A long time ago in World Wide Web (www), far far away there were only a handful of useful websites and very limited traffic or web visitors. What is the oldest website you can recall? With the advent of new age technologies today we have roughly around 3.2 billions of internet users and 328 million new devices being connected to the internet each month, communicating with each other at speeds ranging in gigabytes for almost everything we need on a daily basis right from education, grocery shopping, social networking, a doctors appointment, paying utility bills etc.

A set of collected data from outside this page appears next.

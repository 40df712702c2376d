//! CLI output formatting utilities.

use console::style;
use indicatif::{ProgressBar, ProgressStyle};

/// Output helper for CLI formatting.
pub struct Output;

impl Output {
    /// Print an info message.
    pub fn info(msg: &str) {
        println!("{} {}", style(">>").cyan().bold(), msg);
    }

    /// Print a success message.
    pub fn success(msg: &str) {
        println!("{} {}", style(">>").green().bold(), msg);
    }

    /// Print a warning message.
    pub fn warning(msg: &str) {
        eprintln!("{} {}", style(">>").yellow().bold(), msg);
    }

    /// Print an error message.
    pub fn error(msg: &str) {
        eprintln!("{} {}", style(">>").red().bold(), msg);
    }

    /// Print a header.
    pub fn header(msg: &str) {
        println!("\n{}", style(msg).bold().underlined());
    }

    /// Print a key-value pair.
    pub fn kv(key: &str, value: &str) {
        println!("  {}: {}", style(key).dim(), value);
    }

    /// Print source info.
    pub fn source_info(title: &str, id: &str, chunks: u32, duration: f64) {
        println!(
            "  {} {} ({}, {} chunks, {})",
            style("*").cyan(),
            style(title).bold(),
            style(id).dim(),
            chunks,
            format_duration(duration)
        );
    }

    /// Print search result.
    pub fn search_result(title: &str, start: &str, end: &str, score: f32, content: &str) {
        println!(
            "\n{} {} @ {}-{} (score: {:.2})",
            style(">>").green(),
            style(title).bold(),
            style(start).cyan(),
            style(end).cyan(),
            score
        );
        println!("   {}", content_preview(content, 200));
    }

    /// Create a spinner.
    pub fn spinner(msg: &str) -> ProgressBar {
        let pb = ProgressBar::new_spinner();
        pb.set_style(
            ProgressStyle::default_spinner()
                .template("{spinner:.green} {msg}")
                .unwrap_or_else(|_| ProgressStyle::default_spinner()),
        );
        pb.set_message(msg.to_string());
        pb.enable_steady_tick(std::time::Duration::from_millis(100));
        pb
    }
}

/// Format duration in seconds to a human-readable string.
fn format_duration(seconds: f64) -> String {
    let total_seconds = seconds as u32;
    let hours = total_seconds / 3600;
    let minutes = (total_seconds % 3600) / 60;
    let secs = total_seconds % 60;

    if hours > 0 {
        format!("{}h {}m {}s", hours, minutes, secs)
    } else if minutes > 0 {
        format!("{}m {}s", minutes, secs)
    } else {
        format!("{}s", secs)
    }
}

/// Truncate content to `max_chars` characters with an ellipsis.
pub(crate) fn content_preview(content: &str, max_chars: usize) -> String {
    let content = content.replace('\n', " ");
    match content.char_indices().nth(max_chars) {
        Some((idx, _)) => format!("{}...", &content[..idx]),
        None => content,
    }
}
//! List command implementation.

use crate::cli::Output;
use crate::config::Settings;
use crate::vector_store::open_store;
use anyhow::Result;

/// Run the list command.
pub async fn run_list(settings: Settings) -> Result<()> {
    let store = open_store(&settings)?;

    match store.list_sources().await {
        Ok(sources) => {
            if sources.is_empty() {
                Output::info("Nothing indexed yet. Use 'lecnav ingest <file>' to add captions.");
            } else {
                Output::header(&format!("Indexed Sources ({})", sources.len()));
                println!();

                for source in &sources {
                    Output::source_info(
                        &source.source_title,
                        &source.source_id,
                        source.chunk_count,
                        source.total_duration_seconds,
                    );
                }

                let total_chunks: u32 = sources.iter().map(|s| s.chunk_count).sum();
                println!();
                Output::kv("Total sources", &sources.len().to_string());
                Output::kv("Total chunks", &total_chunks.to_string());
            }
        }
        Err(e) => {
            Output::error(&format!("Failed to list sources: {}", e));
            return Err(e.into());
        }
    }

    Ok(())
}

With this explosive growth of Internet user base or netizens, it became imperative to monitor this data for national security, business & e-commerce and interests of consumerism. This is where data analytics started taking shape. The early days of data or web analytics were predominantly some basic software that monitored total number of online visitors and how many eyeballs visited a website.

Businesses soon realised that the crucial information like where these visitors came from, what brought them there, when and why they left was of great value for both the consumers and the sellers. The development of BI(business intelligence) software which uses mostly logic, mathematics and statistical models to analyse the traffic boomed within a few years. The insights were very powerful and the predictive nature of the outcomes became more and more accurate about consumer behaviour and its popularity gained across industries from banking, transportation, defence to hospitality.

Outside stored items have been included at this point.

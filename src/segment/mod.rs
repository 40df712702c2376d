//! Windowed transcript segmentation.
//!
//! Turns an ordered stream of time-stamped caption units into overlapping,
//! fixed-duration chunks that serve as the atomic retrieval unit.

mod clean;

pub use clean::{TextCleaner, DEFAULT_FILLER_WORDS};

use crate::error::{LecnavError, Result};
use serde::{Deserialize, Serialize};

/// Smallest distance, in seconds, between the starts of two consecutive windows.
pub const MIN_STEP_SECONDS: f64 = 1.0;

/// A single time-stamped piece of caption text.
#[derive(Debug, Clone, PartialEq, Serialize, Deserialize)]
pub struct TimedUnit {
    /// Start time in seconds.
    pub start: f64,
    /// End time in seconds.
    pub end: f64,
    /// Caption text.
    pub text: String,
}

impl TimedUnit {
    /// Create a new timed unit.
    pub fn new(start: f64, end: f64, text: impl Into<String>) -> Self {
        Self {
            start,
            end,
            text: text.into(),
        }
    }

    /// Duration of this unit in seconds.
    pub fn duration(&self) -> f64 {
        self.end - self.start
    }
}

/// A contiguous, time-bounded span of transcript text.
#[derive(Debug, Clone, PartialEq, Serialize, Deserialize)]
pub struct Chunk {
    /// Start of the first contributing unit, in seconds.
    pub start: f64,
    /// End of the last contributing unit, in seconds.
    pub end: f64,
    /// Cleaned, space-joined text of all contributing units.
    pub text: String,
    /// Free-form annotations attached at ingestion time.
    #[serde(default)]
    pub metadata: serde_json::Map<String, serde_json::Value>,
}

impl Chunk {
    /// Create a chunk with empty metadata.
    pub fn new(start: f64, end: f64, text: String) -> Self {
        Self {
            start,
            end,
            text,
            metadata: serde_json::Map::new(),
        }
    }

    /// Duration of this chunk in seconds.
    pub fn duration(&self) -> f64 {
        self.end - self.start
    }

    /// Format the start time for display (MM:SS or HH:MM:SS).
    pub fn format_timestamp(&self) -> String {
        format_timestamp(self.start)
    }
}

/// Named window presets used by the two call sites of the segmenter.
#[derive(Debug, Clone, Copy, PartialEq, Eq, Serialize, Deserialize, Default)]
#[serde(rename_all = "lowercase")]
pub enum SegmentPreset {
    /// Preset used when ingesting a source (30s windows, 15s overlap).
    #[default]
    Ingest,
    /// Preset used for raw chunking (45s windows, 15s overlap).
    Raw,
}

impl std::str::FromStr for SegmentPreset {
    type Err = String;

    fn from_str(s: &str) -> std::result::Result<Self, Self::Err> {
        match s.to_lowercase().as_str() {
            "ingest" => Ok(SegmentPreset::Ingest),
            "raw" => Ok(SegmentPreset::Raw),
            _ => Err(format!("Unknown segment preset: {}", s)),
        }
    }
}

impl std::fmt::Display for SegmentPreset {
    fn fmt(&self, f: &mut std::fmt::Formatter<'_>) -> std::fmt::Result {
        match self {
            SegmentPreset::Ingest => write!(f, "ingest"),
            SegmentPreset::Raw => write!(f, "raw"),
        }
    }
}

/// Validated segmentation parameters.
#[derive(Debug, Clone)]
pub struct SegmentConfig {
    window: f64,
    overlap: f64,
    cleaner: TextCleaner,
}

impl SegmentConfig {
    /// Create a config, rejecting a non-positive window or an overlap outside `[0, window)`.
    pub fn new(window: f64, overlap: f64) -> Result<Self> {
        if !window.is_finite() || window <= 0.0 {
            return Err(LecnavError::InvalidInput(format!(
                "window must be a positive number of seconds, got {}",
                window
            )));
        }
        if !overlap.is_finite() || overlap < 0.0 || overlap >= window {
            return Err(LecnavError::InvalidInput(format!(
                "overlap must satisfy 0 <= overlap < window ({}), got {}",
                window, overlap
            )));
        }

        Ok(Self {
            window,
            overlap,
            cleaner: TextCleaner::default(),
        })
    }

    /// Replace the text cleaner (e.g. to use a custom filler stoplist).
    pub fn with_cleaner(mut self, cleaner: TextCleaner) -> Self {
        self.cleaner = cleaner;
        self
    }

    /// Window duration in seconds.
    pub fn window(&self) -> f64 {
        self.window
    }

    /// Overlap between consecutive windows in seconds.
    pub fn overlap(&self) -> f64 {
        self.overlap
    }

    /// Distance between the starts of consecutive windows.
    pub fn step(&self) -> f64 {
        (self.window - self.overlap).max(MIN_STEP_SECONDS)
    }

    /// The cleaner applied to chunk text.
    pub fn cleaner(&self) -> &TextCleaner {
        &self.cleaner
    }
}

/// Split an ordered sequence of units into overlapping windows.
///
/// Each window starts at the cursor unit and admits following units while they end
/// within `window` seconds of that start; the first unit is always admitted. Windows
/// whose cleaned text is empty are dropped.
///
/// The cursor then moves to the first unit starting at least `step` seconds after
/// the window start, but never beyond the first unit the window could not admit and
/// never by less than one unit, so it strictly increases and every unit is covered.
pub fn segment(units: &[TimedUnit], config: &SegmentConfig) -> Vec<Chunk> {
    let mut chunks = Vec::new();
    let n = units.len();
    let step = config.step();

    let mut i = 0;
    while i < n {
        let start = units[i].start;
        let mut end = units[i].end;

        let mut j = i + 1;
        while j < n && units[j].end - start <= config.window {
            end = units[j].end;
            j += 1;
        }

        let joined = units[i..j]
            .iter()
            .map(|u| u.text.as_str())
            .collect::<Vec<_>>()
            .join(" ");
        let text = config.cleaner.clean(&joined);
        if !text.is_empty() {
            chunks.push(Chunk::new(start, end, text));
        }

        let advance_to = start + step;
        let mut k = i;
        while k < n && units[k].start < advance_to {
            k += 1;
        }
        i = k.min(j).max(i + 1);
    }

    chunks
}

/// Format seconds as MM:SS or HH:MM:SS.
pub fn format_timestamp(seconds: f64) -> String {
    let total_seconds = seconds.max(0.0) as u32;
    let hours = total_seconds / 3600;
    let minutes = (total_seconds % 3600) / 60;
    let secs = total_seconds % 60;

    if hours > 0 {
        format!("{:02}:{:02}:{:02}", hours, minutes, secs)
    } else {
        format!("{:02}:{:02}", minutes, secs)
    }
}

#[cfg(test)]
mod tests {
    use super::*;

    fn config(window: f64, overlap: f64) -> SegmentConfig {
        SegmentConfig::new(window, overlap).unwrap()
    }

    /// Deterministic pseudo-random unit stream (no external RNG needed).
    fn synthetic_units(seed: u64, count: usize) -> Vec<TimedUnit> {
        let mut state = seed;
        let mut next = move || {
            state = state.wrapping_mul(6364136223846793005).wrapping_add(1442695040888963407);
            (state >> 33) as f64 / (1u64 << 31) as f64
        };

        let mut start = 0.0;
        (0..count)
            .map(|idx| {
                start += (next() * 12.0).floor();
                let end = start + (next() * 70.0).floor();
                TimedUnit::new(start, end, format!("w{}", idx))
            })
            .collect()
    }

    #[test]
    fn test_empty_input() {
        assert!(segment(&[], &config(30.0, 15.0)).is_empty());
    }

    #[test]
    fn test_reference_example() {
        let units = vec![
            TimedUnit::new(0.0, 20.0, "a"),
            TimedUnit::new(15.0, 40.0, "b"),
            TimedUnit::new(40.0, 60.0, "c"),
        ];

        let chunks = segment(&units, &config(30.0, 15.0));

        // Unit "b" ends 40s after the window start, so the first window holds only "a".
        assert_eq!(chunks[0].start, 0.0);
        assert_eq!(chunks[0].end, 20.0);
        assert_eq!(chunks[0].text, "a");

        // The cursor moves to unit 1 (first start >= 15s).
        assert_eq!(chunks[1].start, 15.0);
        assert_eq!(chunks[1].end, 40.0);
        assert_eq!(chunks[1].text, "b");

        assert_eq!(chunks.len(), 3);
        assert_eq!(chunks[2].text, "c");
    }

    #[test]
    fn test_overlapping_windows() {
        let units: Vec<TimedUnit> = (0..6)
            .map(|i| TimedUnit::new(i as f64 * 10.0, (i + 1) as f64 * 10.0, format!("s{}", i)))
            .collect();

        let chunks = segment(&units, &config(30.0, 15.0));

        assert_eq!(chunks[0].text, "s0 s1 s2");
        assert_eq!((chunks[0].start, chunks[0].end), (0.0, 30.0));
        // Next window starts at the first unit with start >= 15s.
        assert_eq!(chunks[1].text, "s2 s3 s4");
        assert_eq!((chunks[1].start, chunks[1].end), (20.0, 50.0));
        assert_eq!(chunks[2].text, "s4 s5");
        assert_eq!(chunks.len(), 3);
    }

    #[test]
    fn test_single_long_unit_produces_one_chunk() {
        let units = vec![TimedUnit::new(5.0, 500.0, "a very long caption")];
        let chunks = segment(&units, &config(30.0, 15.0));

        assert_eq!(chunks.len(), 1);
        assert_eq!(chunks[0].start, 5.0);
        assert_eq!(chunks[0].end, 500.0);
    }

    #[test]
    fn test_unit_outside_window_starts_next_chunk() {
        let units = vec![
            TimedUnit::new(0.0, 5.0, "a"),
            TimedUnit::new(2.0, 8.0, "b"),
            TimedUnit::new(4.0, 100.0, "c"),
        ];
        let chunks = segment(&units, &config(30.0, 15.0));

        let spans: Vec<(f64, f64, &str)> = chunks
            .iter()
            .map(|c| (c.start, c.end, c.text.as_str()))
            .collect();
        assert_eq!(spans, vec![(0.0, 8.0, "a b"), (4.0, 100.0, "c")]);
    }

    #[test]
    fn test_filler_only_windows_are_dropped() {
        let units = vec![
            TimedUnit::new(0.0, 40.0, "um uh"),
            TimedUnit::new(40.0, 80.0, "  "),
            TimedUnit::new(80.0, 90.0, "real  content um here"),
        ];
        let chunks = segment(&units, &config(30.0, 15.0));

        assert_eq!(chunks.len(), 1);
        assert_eq!(chunks[0].text, "real content here");
        assert_eq!(chunks[0].start, 80.0);
    }

    #[test]
    fn test_custom_cleaner_applies() {
        let units = vec![TimedUnit::new(0.0, 5.0, "so like yeah")];
        let cfg = config(30.0, 15.0).with_cleaner(TextCleaner::new(&["like"]));
        assert_eq!(segment(&units, &cfg)[0].text, "so yeah");
    }

    #[test]
    fn test_identical_timestamps_terminate() {
        let units: Vec<TimedUnit> = (0..1000).map(|_| TimedUnit::new(7.0, 7.0, "x")).collect();
        let chunks = segment(&units, &config(30.0, 15.0));

        assert_eq!(chunks.len(), 1);
        assert_eq!(chunks[0].text.split(' ').count(), 1000);
    }

    #[test]
    fn test_overlap_close_to_window_terminates() {
        let units = synthetic_units(7, 300);
        let cfg = config(30.0, 29.999);
        assert_eq!(cfg.step(), MIN_STEP_SECONDS);

        let chunks = segment(&units, &cfg);
        assert!(!chunks.is_empty());
        assert!(chunks.len() <= units.len());
    }

    #[test]
    fn test_every_unit_is_covered() {
        for seed in 1..20 {
            let units = synthetic_units(seed, 200);
            for (window, overlap) in [(30.0, 15.0), (45.0, 15.0), (10.0, 0.0), (5.0, 4.5)] {
                let chunks = segment(&units, &config(window, overlap));
                for unit in &units {
                    let covered = chunks.iter().any(|c| {
                        c.start <= unit.start && c.text.split(' ').any(|w| w == unit.text)
                    });
                    assert!(covered, "unit {:?} not covered (seed {})", unit, seed);
                }
            }
        }
    }

    #[test]
    fn test_chunk_starts_are_monotonic() {
        for seed in 1..20 {
            let units = synthetic_units(seed, 150);
            let chunks = segment(&units, &config(30.0, 15.0));
            assert!(chunks.windows(2).all(|w| w[0].start <= w[1].start));
        }
    }

    #[test]
    fn test_config_validation() {
        assert!(SegmentConfig::new(0.0, 0.0).is_err());
        assert!(SegmentConfig::new(-5.0, 0.0).is_err());
        assert!(SegmentConfig::new(30.0, 30.0).is_err());
        assert!(SegmentConfig::new(30.0, -1.0).is_err());
        assert!(SegmentConfig::new(f64::NAN, 1.0).is_err());
        assert!(SegmentConfig::new(30.0, 0.0).is_ok());
        assert_eq!(config(45.0, 15.0).step(), 30.0);
    }

    #[test]
    fn test_parse_preset() {
        assert_eq!("ingest".parse::<SegmentPreset>().unwrap(), SegmentPreset::Ingest);
        assert_eq!("RAW".parse::<SegmentPreset>().unwrap(), SegmentPreset::Raw);
        assert!("other".parse::<SegmentPreset>().is_err());
    }

    #[test]
    fn test_format_timestamp() {
        assert_eq!(format_timestamp(0.0), "00:00");
        assert_eq!(format_timestamp(125.0), "02:05");
        assert_eq!(format_timestamp(3665.0), "01:01:05");
    }
}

To make things more exciting, these analysis and reporting’s became lightning fast i.e. you can view the computed output almost immediately after your inputs within a few seconds, hence “Real-Time”.

The roots of Real Time Data Analytics lie in the Aviation Industry, Defense Systems and Robotics. These sectors had dynamic functions that accessed live data in real time to deliver highly responsive results.

Real-Time Analytics is considered a quantum leap in the field of Data Analytics since it provides outcomes of an event at the same time as it is occurring.

Business owners could experience the thrill of watching live visitors to their website, their browsing behaviour and while at it they could even suggest next “call to actions” to reach a step closer towards the desired solution.

For consumers decision-making process has never been so quick and easier, backed by a detailed history of browsing behavior, customer database records, previous purchases and transaction history, solutions/suggestions are presented within a few seconds.

For example, think about Google Maps, or any navigation software that guides you the best route with least traffic.
Although very complex algorithms are running behind the scenes, but the simplest way to understand about how it is achieved is traffic data collected from counting vehicles at each traffic light. We can use “Hadoop” or “Spark” to analyse this data. Among useful insights can be “traffic hot-spots”, “traffic trends over time” etc. It is interesting to know after a one hour, there was traffic in “US-101”. On the other hand, It is much more useful to know there is traffic now, so one could avoid it.

Benefits of Real Time Analytics

1. Quicker Results
The ability to capture instantly raw data and feed it in disruptive systems which enables to retrieve and sort the data in a much faster way gives out results almost instant trends, predicting outcomes and better options.

2. Less Expensive
No, it doesn’t mean it comes at a lower cost. There is huge implementation and fixed costs but the benefits it carries in terms of scalability, quicker turn around times, faster transactions minimize wastage of resources and channelize dead end leads to higher profitability in the long run.

3. Precise Outcomes
In contrast to Big Data which is often more in-depth analysis of all available structured and unstructured datasets collected over a period of time and may bring significant insights beneficial at a institutional level, real time outcomes favours the instantaneous decision making process with precise outcomes.

Summarizing the above, modern day businesses are heavily data driven and Real Time analytics has emerged as the hero we needed whether if we deserved it or not. It lets you analyze data as they come in and make important decisions within milliseconds to few seconds.